Une révolution, dont il ne fut point donné à l’esprit humain de prévoir les suites, ni de calculer les effets ; une révolution terrible, mais nécessaire, a bouleversé tout le système  de nos habitudes et de nos institutions : accélérée dans sa marche, par les obstacles même que la malveillance ou la perfidie osèrent lui opposer, elle s’est élancée comme un torrent au sein de la France, renversant les corps, déracinant les préjugés, roulant dans son tourbillon immense les loix et les opinions, les hommes et les choses, et n’épargnant rien de ce qui pouvoit ralentir sa marche vers le grand et sublime but d’une régénération universelle. Au sein de ce vaste bouleversement, et parmi l’écroulement rapide de toutes les parties de notre ancien gouvernement, la superstition seule, échappée à la catastrophe générale, sembloit devoir survivre à la Nation elle-même. Debout, au milieu de la ruine universelle, cette idole orgueilleuse sembloit défier sa destruction, et braver la puissance du peuple. Enfin le jour des vengeances est venu : la foudre a frappé ce colosse odieux, et sa dispersion soudaine a prouvé que rien n’est impossible à la puissance d’une Nation libre et éclairée.
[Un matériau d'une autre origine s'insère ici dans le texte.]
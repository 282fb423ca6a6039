//! OS signal handling.
//!
//! # Responsibilities
//! - Register signal handlers (SIGTERM, SIGINT)
//! - Translate the first signal into a shutdown trigger

use tokio::task::JoinHandle;

use crate::lifecycle::Shutdown;

/// Wait for SIGINT or SIGTERM and return the signal's name.
pub async fn wait_for_signal() -> &'static str {
    let interrupt = async {
        if let Err(err) = tokio::signal::ctrl_c().await {
            tracing::error!(error = %err, "Failed to listen for SIGINT");
            std::future::pending::<()>().await;
        }
    };

    #[cfg(unix)]
    let terminate = async {
        use tokio::signal::unix::{signal, SignalKind};
        match signal(SignalKind::terminate()) {
            Ok(mut stream) => {
                stream.recv().await;
            }
            Err(err) => {
                tracing::error!(error = %err, "Failed to listen for SIGTERM");
                std::future::pending::<()>().await;
            }
        }
    };

    #[cfg(not(unix))]
    let terminate = std::future::pending::<()>();

    tokio::select! {
        _ = interrupt => "SIGINT",
        _ = terminate => "SIGTERM",
    }
}

/// Trigger `shutdown` on the first termination signal.
pub fn spawn_signal_handler(shutdown: Shutdown) -> JoinHandle<()> {
    tokio::spawn(async move {
        let signal = wait_for_signal().await;
        tracing::info!(signal, "Shutdown signal received");
        shutdown.trigger();
    })
}
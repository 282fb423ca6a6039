//! Backend order-engine subsystem.
//!
//! # Data Flow
//! ```text
//! OrderGateway
//!     → OrderBackend (capability trait, one shared instance)
//!     → grpc.rs (GrpcBackend: metadata, deadline, error mapping)
//!     → proto.rs (generated messages and client)
//!     → channel.rs (single lazily-connected, multiplexed channel)
//!     → order engine
//! ```
//!
//! # Design Decisions
//! - One channel for the process lifetime, cloned per call (clones share the connection)
//! - Transport failures surface as `BackendError`, never as business outcomes
//! - The trait is object safe so tests substitute in-memory backends

pub mod channel;
pub mod grpc;
pub mod proto;

use std::pin::Pin;
use std::time::Duration;

use async_trait::async_trait;
use futures_util::Stream;
use serde::Serialize;
use thiserror::Error;

pub use channel::{BackendChannel, ChannelState};
pub use grpc::GrpcBackend;
use proto::{
    CancelOrderRequest, CancelOrderResponse, GetOrderBookRequest, GetOrderBookResponse,
    ModifyOrderRequest, ModifyOrderResponse, SubmitOrderRequest, SubmitOrderResponse,
    SubscribeTradesRequest, TradeUpdate,
};

/// Lazily-produced sequence of trade updates, ended by the backend or by drop.
pub type TradeStream = Pin<Box<dyn Stream<Item = Result<TradeUpdate, BackendError>> + Send>>;

/// Errors raised while talking to the order engine.
#[derive(Debug, Error)]
pub enum BackendError {
    /// The engine could not be reached (connection refused, reset, DNS).
    #[error("backend unavailable: {0}")]
    Unavailable(String),

    /// The engine reported that the call deadline expired.
    #[error("backend deadline exceeded")]
    DeadlineExceeded,

    /// The shared channel was closed during shutdown.
    #[error("backend channel is closed")]
    ChannelClosed,

    /// The configured endpoint could not be turned into a channel.
    #[error("invalid backend endpoint '{endpoint}': {reason}")]
    InvalidEndpoint { endpoint: String, reason: String },

    /// Any other RPC-level failure.
    #[error("backend call failed ({code:?}): {message}")]
    Rpc { code: tonic::Code, message: String },
}

impl From<tonic::Status> for BackendError {
    fn from(status: tonic::Status) -> Self {
        match status.code() {
            tonic::Code::Unavailable => BackendError::Unavailable(status.message().to_string()),
            tonic::Code::DeadlineExceeded => BackendError::DeadlineExceeded,
            code => BackendError::Rpc {
                code,
                message: status.message().to_string(),
            },
        }
    }
}

/// Per-call metadata forwarded alongside each RPC.
#[derive(Debug, Clone)]
pub struct CallContext {
    /// Correlation id of the inbound HTTP request.
    pub request_id: String,
    /// Deadline advertised to the backend.
    pub deadline: Option<Duration>,
}

impl CallContext {
    pub fn new(request_id: impl Into<String>) -> Self {
        Self {
            request_id: request_id.into(),
            deadline: None,
        }
    }

    pub fn with_deadline(mut self, deadline: Duration) -> Self {
        self.deadline = Some(deadline);
        self
    }
}

/// Snapshot of the backend connection for health reporting.
#[derive(Debug, Clone, Serialize)]
pub struct BackendStatus {
    pub target: String,
    pub state: ChannelState,
}

/// The five operations of the order engine, as consumed by the gateway.
///
/// Implementations must be safe for concurrent use from many requests.
#[async_trait]
pub trait OrderBackend: Send + Sync {
    async fn submit_order(
        &self,
        ctx: &CallContext,
        request: SubmitOrderRequest,
    ) -> Result<SubmitOrderResponse, BackendError>;

    async fn get_order_book(
        &self,
        ctx: &CallContext,
        request: GetOrderBookRequest,
    ) -> Result<GetOrderBookResponse, BackendError>;

    async fn cancel_order(
        &self,
        ctx: &CallContext,
        request: CancelOrderRequest,
    ) -> Result<CancelOrderResponse, BackendError>;

    async fn modify_order(
        &self,
        ctx: &CallContext,
        request: ModifyOrderRequest,
    ) -> Result<ModifyOrderResponse, BackendError>;

    /// Open a server stream of trades for one symbol.
    async fn subscribe_trades(
        &self,
        ctx: &CallContext,
        request: SubscribeTradesRequest,
    ) -> Result<TradeStream, BackendError>;

    fn status(&self) -> BackendStatus {
        BackendStatus {
            target: "unknown".to_string(),
            state: ChannelState::Open,
        }
    }
}
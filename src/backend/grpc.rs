//! Production `OrderBackend` over the shared gRPC channel.

use std::sync::Arc;

use async_trait::async_trait;
use futures_util::StreamExt;
use tonic::metadata::AsciiMetadataValue;
use tonic::transport::Channel;

use crate::backend::proto::order_service_client::OrderServiceClient;
use crate::backend::proto::{
    CancelOrderRequest, CancelOrderResponse, GetOrderBookRequest, GetOrderBookResponse,
    ModifyOrderRequest, ModifyOrderResponse, SubmitOrderRequest, SubmitOrderResponse,
    SubscribeTradesRequest,
};
use crate::backend::{
    BackendChannel, BackendError, BackendStatus, CallContext, OrderBackend, TradeStream,
};

/// Metadata key carrying the gateway request id to the engine.
pub const REQUEST_ID_METADATA: &str = "x-request-id";

/// Order engine reached through a single shared `BackendChannel`.
#[derive(Debug, Clone)]
pub struct GrpcBackend {
    channel: Arc<BackendChannel>,
}

impl GrpcBackend {
    pub fn new(channel: Arc<BackendChannel>) -> Self {
        Self { channel }
    }

    fn client(&self) -> Result<OrderServiceClient<Channel>, BackendError> {
        Ok(OrderServiceClient::new(self.channel.handle()?))
    }
}

/// Wrap a message with request id metadata and, for unary calls, the deadline.
fn outbound<T>(ctx: &CallContext, message: T, unary: bool) -> tonic::Request<T> {
    let mut request = tonic::Request::new(message);
    match ctx.request_id.parse::<AsciiMetadataValue>() {
        Ok(value) => {
            request.metadata_mut().insert(REQUEST_ID_METADATA, value);
        }
        Err(_) => {
            tracing::debug!(request_id = %ctx.request_id, "Request id is not valid metadata, not forwarded");
        }
    }
    if unary {
        if let Some(deadline) = ctx.deadline {
            request.set_timeout(deadline);
        }
    }
    request
}

#[async_trait]
impl OrderBackend for GrpcBackend {
    async fn submit_order(
        &self,
        ctx: &CallContext,
        request: SubmitOrderRequest,
    ) -> Result<SubmitOrderResponse, BackendError> {
        let mut client = self.client()?;
        let response = client.submit_order(outbound(ctx, request, true)).await?;
        Ok(response.into_inner())
    }

    async fn get_order_book(
        &self,
        ctx: &CallContext,
        request: GetOrderBookRequest,
    ) -> Result<GetOrderBookResponse, BackendError> {
        let mut client = self.client()?;
        let response = client.get_order_book(outbound(ctx, request, true)).await?;
        Ok(response.into_inner())
    }

    async fn cancel_order(
        &self,
        ctx: &CallContext,
        request: CancelOrderRequest,
    ) -> Result<CancelOrderResponse, BackendError> {
        let mut client = self.client()?;
        let response = client.cancel_order(outbound(ctx, request, true)).await?;
        Ok(response.into_inner())
    }

    async fn modify_order(
        &self,
        ctx: &CallContext,
        request: ModifyOrderRequest,
    ) -> Result<ModifyOrderResponse, BackendError> {
        let mut client = self.client()?;
        let response = client.modify_order(outbound(ctx, request, true)).await?;
        Ok(response.into_inner())
    }

    async fn subscribe_trades(
        &self,
        ctx: &CallContext,
        request: SubscribeTradesRequest,
    ) -> Result<TradeStream, BackendError> {
        let mut client = self.client()?;
        let stream = client
            .subscribe_trades(outbound(ctx, request, false))
            .await?
            .into_inner();
        Ok(Box::pin(stream.map(|item| item.map_err(BackendError::from))))
    }

    fn status(&self) -> BackendStatus {
        BackendStatus {
            target: self.channel.target().to_string(),
            state: self.channel.state(),
        }
    }
}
Orateurs, écrivains, qui par vos prédications éloquentes prépariez depuis trente ans ces mémorables réformes ; et vous, Législateurs philosophes, qui avez eu le courage de les exécuter, grâces immortelles vous soient rendus ! Les deux plus cruels ennemis de l’espèce humaine, les deux fléaux de toute société, ces deux monstres que tout Etat nourrit dans son sein, et dont la coalition funeste amène tôt ou tard l’asservissement des Empires, le despotisme et le fanatisme ont tombé sous vos coups, par vous la tyrannie n’a plus de trône, et d’imposture n’a plus d’autel : le soleil de la vérité se lève enfin sur la France, et chasse devant lui les ombres de la superstition ; déjà ses rayons ont dissipé les nuages qui obscurcissaient la raison publique ; déjà l’on ose soulever le voile mystérieux dont s’enveloppoient des hommes profondément hypocrites ; déjà l’on ose pénétrer dans les sombres repaires du fanatisme, et dévoiler à tous les regards ce système hideux de fraude et de rapine qui ronge et déshonore depuis tant de siècles les Nations abusées.
O peuple ! apprends enfin à distinguer tes amis de tes ennemis ! vois quels sont les bienfaits de ta révolution ! connois tous les crimes du Sacerdoce !... Le Sacerdoce n’est n’a été et ne sera jamais qu’une école publique de mensonge, payée par les Tyrans, pour tromper et abrutir la multitude.
Oui, les Prêtres n’ont d’autre mission, dans un Etat, que d’épaissir sur les yeux du peuple le bandeau d’une erreur utile, et d’endormir la victime pour l’égorger plus facilement ; aussi de quelles absurdités ils ont abreuvé son esprit ; de quels monstres ils ont effrayé son imagination !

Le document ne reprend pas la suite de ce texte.